После долгой неуверенной паузы я сказал:

– Хейг, у меня в последнее время было так много неприятностей, что у меня совсем не осталось запасов энергии. Я не хочу ссориться с тобой сейчас. Я просто прошу тебя принять на веру, что в том, что я предлагаю, есть логика.

– Я не могу.

– Пожалуйста.

– Послушай, я понимаю, что ты совершенно выпотрошен своим распавшимся браком, Лью. Но именно поэтому я вынужден подвергнуть сомнению то, что ты вручил нам сегодня. Уже несколько месяцев ты вручаешь нам эти «тропы судьбы», иногда ты их убедительно объясняешь, иногда нет, иногда ты даешь нам бесстыдно дурацкие объяснения курса действий, и Куинн точно следует всем без исключения твоим указаниям, часто наперекор собственному мнению. И я должен допустить, что до сих пор, все, что ты выработал, было удивительно хорошо. Но теперь… — он поднял взгляд, его глаза впивались в меня. — По дружбе, Лью. У нас появляются сомнения в твоей устойчивости. Мы не знаем, следует ли нам доверять твоим предложениям так же слепо, как раньше.

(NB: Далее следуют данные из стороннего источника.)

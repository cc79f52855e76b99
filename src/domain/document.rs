use std::collections::BTreeMap;

use serde::{Deserialize, Serialize};

use super::{group::Group, user::User};

/// The whole persisted application state: every user and every class. The
/// storage layer loads and saves it as one unit.
///
/// A class id listed in some user's `joined_classes` but absent from
/// `classes` is tolerated on read paths (skipped with a warning); mutation
/// paths never create such a reference.
#[derive(Debug, Clone, Default, PartialEq, Serialize, Deserialize)]
pub struct Document {
    #[serde(default)]
    pub users: Vec<User>,
    #[serde(default)]
    pub classes: BTreeMap<String, Group>,
}

impl Document {
    pub fn user(&self, username: &str) -> Option<&User> {
        self.users.iter().find(|user| user.username == username)
    }

    pub fn user_mut(&mut self, username: &str) -> Option<&mut User> {
        self.users.iter_mut().find(|user| user.username == username)
    }

    pub fn user_by_email(&self, email: &str) -> Option<&User> {
        self.users.iter().find(|user| user.email == email)
    }

    pub fn class(&self, class_id: &str) -> Option<&Group> {
        self.classes.get(class_id)
    }

    pub fn class_mut(&mut self, class_id: &str) -> Option<&mut Group> {
        self.classes.get_mut(class_id)
    }
}
//! Session state machine for the gated viewer.
//!
//! `Session` is the single authoritative identity state for the page's
//! lifetime. It is mutated only through `SessionController`; every other
//! component reads it.
//!
//! Valid transitions:
//! `Unauthenticated -> (AwaitingEmailLink | AwaitingWalletApproval)
//!  -> Authenticated -> Unauthenticated` (logout or incident teardown).
//! A login attempt while already authenticated implicitly logs out first,
//! so the two methods are mutually exclusive by construction.

use serde::{Deserialize, Serialize};

use crate::error::AuthError;

/// How the current identity was established.
#[derive(Debug, Clone, Copy, PartialEq, Eq, Serialize, Deserialize)]
#[serde(rename_all = "lowercase")]
pub enum AuthMethod {
    None,
    Email,
    Wallet,
}

impl AuthMethod {
    /// Marker string used for the persisted session hint and the document
    /// request body (`authType` field).
    pub fn as_str(&self) -> &'static str {
        match self {
            AuthMethod::None => "none",
            AuthMethod::Email => "email",
            AuthMethod::Wallet => "wallet",
        }
    }

    pub fn parse(s: &str) -> Option<AuthMethod> {
        match s {
            "email" => Some(AuthMethod::Email),
            "wallet" => Some(AuthMethod::Wallet),
            _ => None,
        }
    }
}

/// Proof of identity presented to the document fetch collaborator.
/// Opaque to this crate: either a bearer token from the identity provider
/// or the connected wallet address.
#[derive(Debug, Clone, PartialEq, Eq)]
pub enum Credential {
    Bearer(String),
    Wallet(String),
}

/// The page-wide authentication state.
#[derive(Debug, Clone, PartialEq, Eq)]
pub struct Session {
    auth_method: AuthMethod,
    identity: Option<String>,
    credential: Option<Credential>,
}

impl Default for Session {
    fn default() -> Self {
        Self {
            auth_method: AuthMethod::None,
            identity: None,
            credential: None,
        }
    }
}

impl Session {
    pub fn auth_method(&self) -> AuthMethod {
        self.auth_method
    }

    /// Email address or wallet address; never both.
    pub fn identity(&self) -> Option<&str> {
        self.identity.as_deref()
    }

    pub fn credential(&self) -> Option<&Credential> {
        self.credential.as_ref()
    }

    pub fn is_authenticated(&self) -> bool {
        self.auth_method != AuthMethod::None && self.identity.is_some()
    }
}

/// Where the controller is within a login flow.
#[derive(Debug, Clone, Copy, PartialEq, Eq)]
pub enum AuthPhase {
    Unauthenticated,
    AwaitingEmailLink,
    AwaitingWalletApproval,
    Authenticated,
}

/// Handle for one in-flight login attempt. Completions carrying a token
/// from a superseded attempt are rejected as stale, so a logout or a new
/// login racing an old provider call never applies the old result.
#[derive(Debug, Clone, Copy, PartialEq, Eq)]
pub struct AttemptToken {
    epoch: u64,
}

/// Owns the `Session` and enforces the transition rules.
#[derive(Debug, Default)]
pub struct SessionController {
    session: Session,
    phase: AuthPhase,
    epoch: u64,
}

impl Default for AuthPhase {
    fn default() -> Self {
        AuthPhase::Unauthenticated
    }
}

impl SessionController {
    pub fn new() -> Self {
        Self::default()
    }

    pub fn session(&self) -> &Session {
        &self.session
    }

    pub fn phase(&self) -> AuthPhase {
        self.phase
    }

    /// Guard for protected actions.
    pub fn require_authenticated(&self) -> Result<&Session, AuthError> {
        if self.session.is_authenticated() {
            Ok(&self.session)
        } else {
            Err(AuthError::NotAuthenticated)
        }
    }

    /// Start an email-link login. Any previous identity (either method) is
    /// cleared before the attempt begins.
    pub fn begin_email_login(&mut self, email: &str) -> Result<AttemptToken, AuthError> {
        validate_email(email)?;
        let token = self.supersede();
        self.phase = AuthPhase::AwaitingEmailLink;
        Ok(token)
    }

    /// Start a wallet connection flow.
    pub fn begin_wallet_connect(&mut self) -> AttemptToken {
        let token = self.supersede();
        self.phase = AuthPhase::AwaitingWalletApproval;
        token
    }

    /// Apply a successful email login. The bearer credential proves the
    /// identity to the document fetch collaborator.
    pub fn complete_email_login(
        &mut self,
        token: AttemptToken,
        email: &str,
        bearer: String,
    ) -> Result<(), AuthError> {
        self.check_current(token)?;
        self.session = Session {
            auth_method: AuthMethod::Email,
            identity: Some(email.to_string()),
            credential: Some(Credential::Bearer(bearer)),
        };
        self.phase = AuthPhase::Authenticated;
        Ok(())
    }

    /// Apply a successful wallet connection. The address doubles as the
    /// credential for document fetches.
    pub fn complete_wallet_connect(
        &mut self,
        token: AttemptToken,
        address: &str,
    ) -> Result<(), AuthError> {
        self.check_current(token)?;
        self.session = Session {
            auth_method: AuthMethod::Wallet,
            identity: Some(address.to_string()),
            credential: Some(Credential::Wallet(address.to_string())),
        };
        self.phase = AuthPhase::Authenticated;
        Ok(())
    }

    /// Abandon an in-flight attempt (denied authorization or provider
    /// failure). The session is left exactly as it was: empty.
    pub fn fail_attempt(&mut self, token: AttemptToken) {
        if token.epoch == self.epoch {
            self.phase = AuthPhase::Unauthenticated;
        }
    }

    /// Unconditionally return to the empty state. External teardown
    /// (provider logout, wallet disconnect) is the caller's business.
    pub fn logout(&mut self) {
        self.epoch += 1;
        self.session = Session::default();
        self.phase = AuthPhase::Unauthenticated;
    }

    /// Repopulate from a still-valid provider session on page load.
    /// Only meaningful while unauthenticated; a restore racing a user-driven
    /// login is dropped.
    pub fn restore_email(&mut self, email: &str, bearer: String) -> Result<(), AuthError> {
        if self.phase != AuthPhase::Unauthenticated {
            return Err(AuthError::StaleAttempt);
        }
        let token = self.begin_email_login(email)?;
        self.complete_email_login(token, email, bearer)
    }

    pub fn restore_wallet(&mut self, address: &str) -> Result<(), AuthError> {
        if self.phase != AuthPhase::Unauthenticated {
            return Err(AuthError::StaleAttempt);
        }
        let token = self.begin_wallet_connect();
        self.complete_wallet_connect(token, address)
    }

    /// Clear current state and invalidate all outstanding attempt tokens.
    fn supersede(&mut self) -> AttemptToken {
        self.epoch += 1;
        self.session = Session::default();
        AttemptToken { epoch: self.epoch }
    }

    fn check_current(&self, token: AttemptToken) -> Result<(), AuthError> {
        if token.epoch == self.epoch {
            Ok(())
        } else {
            Err(AuthError::StaleAttempt)
        }
    }
}

/// Minimal well-formedness check before the allow-list lookup: non-empty,
/// exactly one `@`, non-empty local part, dotted domain.
pub fn validate_email(email: &str) -> Result<(), AuthError> {
    let email = email.trim();
    if email.is_empty() {
        return Err(AuthError::InvalidEmail("empty address".to_string()));
    }
    let mut parts = email.split('@');
    match (parts.next(), parts.next(), parts.next()) {
        (Some(local), Some(domain), None)
            if !local.is_empty() && domain.contains('.') && !domain.starts_with('.') =>
        {
            Ok(())
        }
        _ => Err(AuthError::InvalidEmail(email.to_string())),
    }
}


#[cfg(test)]
mod proptests {
    use super::*;
    use proptest::prelude::*;

    /// Driver events for exercising arbitrary interleavings.
    #[derive(Debug, Clone)]
    enum Step {
        EmailLogin(String),
        WalletConnect(String),
        FailCurrent,
        Logout,
    }

    fn step_strategy() -> impl Strategy<Value = Step> {
        prop_oneof![
            "[a-z]{1,8}@[a-z]{1,8}\\.com".prop_map(Step::EmailLogin),
            "0x[0-9a-f]{6,40}".prop_map(Step::WalletConnect),
            Just(Step::FailCurrent),
            Just(Step::Logout),
        ]
    }

    proptest! {
        /// Mutual exclusivity holds under any interleaving: the identity
        /// always matches the method that set it, and only one is ever set.
        #[test]
        fn session_identity_always_matches_method(steps in prop::collection::vec(step_strategy(), 1..24)) {
            let mut c = SessionController::new();
            let mut pending = None;

            for step in steps {
                match step {
                    Step::EmailLogin(email) => {
                        let token = c.begin_email_login(&email).unwrap();
                        c.complete_email_login(token, &email, "tok".to_string()).unwrap();
                        pending = None;
                    }
                    Step::WalletConnect(addr) => {
                        let token = c.begin_wallet_connect();
                        pending = Some((token, addr));
                    }
                    Step::FailCurrent => {
                        if let Some((token, _)) = pending.take() {
                            c.fail_attempt(token);
                        }
                    }
                    Step::Logout => {
                        c.logout();
                        pending = None;
                    }
                }

                let s = c.session();
                match s.auth_method() {
                    AuthMethod::None => {
                        prop_assert!(s.identity().is_none());
                        prop_assert!(s.credential().is_none());
                        prop_assert!(!s.is_authenticated());
                    }
                    AuthMethod::Email => {
                        prop_assert!(s.identity().is_some());
                        prop_assert!(matches!(s.credential(), Some(Credential::Bearer(_))));
                    }
                    AuthMethod::Wallet => {
                        let addr = s.identity().unwrap();
                        prop_assert_eq!(s.credential(), Some(&Credential::Wallet(addr.to_string())));
                    }
                }
            }
        }

        /// Logout is a total reset regardless of what came before.
        #[test]
        fn logout_always_restores_empty_session(email in "[a-z]{1,8}@[a-z]{1,8}\\.com") {
            let mut c = SessionController::new();
            let token = c.begin_email_login(&email).unwrap();
            c.complete_email_login(token, &email, "tok".to_string()).unwrap();
            c.logout();
            prop_assert_eq!(c.session(), &Session::default());
        }
    }
}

– Господи Иисусе! — воскликнул я. — Ты думаешь, что разрыв с Сундарой расстроил мое психическое здоровье?!

– Я думаю, что на тебя он очень сильно подействовал, — сказал Мардикян, стараясь говорить как можно мягче. — Ты сам произнес фразу о том, что у тебя не осталось резервов энергии. Говоря дружески, Лью, мы думаем, что ты расстроен, мы думаем, что ты изнурен, устал, потерял устойчивость, что это серьезно обременило тебя, что тебе нужно отдохнуть. И мы…

– Кто мы?

– Куинн, Ломброзо и я.

– Что говорил обо мне Ломброзо?

– Главным образом, что он пытается заставить тебя еще с прошлого августа взять отпуск.

– Что еще?

Мардикян казался озадаченным.

– Что ты подразумеваешь под этим «еще»? Что, ты думаешь, он должен был сказать? Боже, Лью, ты говоришь, как настоящий параноик. Помни, Боб — твой друг. Он на твоей стороне. Мы все тебя поддерживаем. Он предлагал тебе поехать в какой-то охотничий домик, но ты не захотел. Он беспокоился о тебе. А сейчас мы хотим заставить тебя. Мы чувствуем, что тебе нужен отдых, и мы хотим, чтобы ты взял отпуск. Сити Холл не развалится, если ты будешь отсутствовать несколько недель.

– О'кей. Я поеду в отпуск. Уверяю тебя, я смогу. Но, пожалуйста, одно одолжение.

– Продолжай.

– Эти дела по поводу Тибодо и Риккарди. Я хочу, чтобы ты настоял на том, чтобы Куинн сделал их.

– Если ты дашь мне прямое обоснование.

– Я не могу, Хейг. — Неожиданно я покрылся потом. — Ничего, что звучало бы убедительно. Но очень важно, чтобы мэр последовал рекомендациям.

– Почему?

– Просто. Очень важно.

– Для тебя или для Куинна?

Это был жестокий удар, и он сильно потряс меня. «Для меня, — думал я про себя, — для меня, для Карваджала, для всей схемы судьбы и веры, которую я конструирую. Неужели, наконец, пришел момент истины? Неужели я вручил Куинну инструкции, которым он откажется следовать? И что тогда? Парадоксы, которые могли произойти из такого отрицательного решения, вызывали у меня головокружение. Я почувствовал, что меня тошнит».

– Важно для всех, — сказал я. — Пожалуйста. Как одолжение. До сих пор я не дал ему ни одного плохого совета, ведь так?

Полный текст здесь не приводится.